The question arises, is the “waiting,” as defined above, the condition of possibility of authentic care, of authentic existence, or is it the other way around? Is it the defense of—that is, the insistence in–authentic existence that opens up, for the first time every time, the possibility of a “waiting for no object,” that is, of a different (non-subjective, non-calculative, non-representational) attunement to existence? If self-defense is irreducible, then it seems to me infrapolitics is irreducible.
Heidegger said many times that the existential analytic was the basis for everything that came later. Perhaps in a modified form, but I am not sure the modification hits this particular spot. There is an imperative dimension in it: you must strive for authenticity, and authenticity is always radically self-defense. Which of course happens at a level other than the level of the subject—at the level of “a life” individuated or singularized temporally in the Dasein we each are.

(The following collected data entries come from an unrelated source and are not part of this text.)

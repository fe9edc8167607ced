//! # agentd
//!
//! Self-hosted runtime that executes LLM agents against MCP tool servers.
//!
//! This library provides:
//! - A per-environment pool of MCP tool server connections
//! - An execution engine that drives the model/tool loop of one run
//! - Agent delegation, where child agents are exposed as tools
//! - A bounded execution queue with cancellation, timeouts and shutdown
//! - A cron scheduler that enqueues recurring runs
//!
//! ## Architecture
//!
//! ```text
//!   Scheduler ──submit──▶ ExecutionQueue ──dispatch──▶ ExecutionEngine
//!                              ▲                         │      │
//!                              │ nested runs             │      ▼
//!                              └──── AgentTool ◀── ToolRegistry ──▶ ConnectionPool
//!                                                                    │
//!                                                                    ▼
//!                                                              MCP servers
//! ```
//!
//! ## Modules
//! - `catalog`: environments, agents, tool servers and schedules
//! - `mcp`: MCP clients and the connection pool
//! - `tools`: per-run tool registry
//! - `agents`: delegation and the execution engine
//! - `run`: run records and the run store
//! - `queue`: admission, slots and shutdown
//! - `scheduler`: cron schedules
//! - `llm`: model client

pub mod agents;
pub mod backoff;
pub mod catalog;
pub mod config;
pub mod error;
pub mod llm;
pub mod mcp;
pub mod queue;
pub mod run;
pub mod runtime;
pub mod scheduler;
pub mod tools;

#[cfg(test)]
mod testing;

pub use catalog::{AgentDefinition, AgentRef, Catalog, ScheduleEntry, StaticCatalog};
pub use config::Config;
pub use error::{ErrorKind, OrchestrationError};
pub use queue::ExecutionQueue;
pub use run::{Run, RunId, RunRequest, RunStatus};
pub use runtime::AgentRuntime;
pub use scheduler::Scheduler;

Heidegger discussed many times what he called “fundamental attunement”—this starts in Being and Time (actually, before) and goes on through the middle period and all the writings surrounding Contributions up to and through the Hölderlin lectures. In Contributions it is said that the fundamental attunement of our historical period, no longer the modern one, is terror (Erschrecken, I think). And it is the case that we can only think historically starting from the fundamental attunement of our epoch (this is in itself very controversial, but I think this is Heidegger’s position). If so, then terror—which is primarily terror in front of the abandonment of being—is irreducible, but also the very site of “das Rettende.” In other words, terror is also the trace and the hint of the divinities, the sending of being, and a condition of Ereignis, worlding, thinging, and so forth. (On this see Andrew J. Mitchell, “Heidegger and Terrorism.”)
If terror is the essential existentiell for our time, then self-defense is (could be, authentically) an enabling characteristic of our capacity to listen to being, or for an openness to the clearing. As death—finitude—is a radical condition of life, ongoing, not just at its terminus, which is what makes Heidegger something entirely other than a biopolitical thinker, self-defense is also a defense of one’s own ongoing death, a defense of temporalizing, of the temporalizing of a life, any life, starting with what is closer by, more intimate.
Of course we do not have to equate self-defense to what the Texan theorists reduce it to—policing the perimeter. There are other possibilities. But—does this work at all? Or am I overly influenced by newspapers and magazine articles?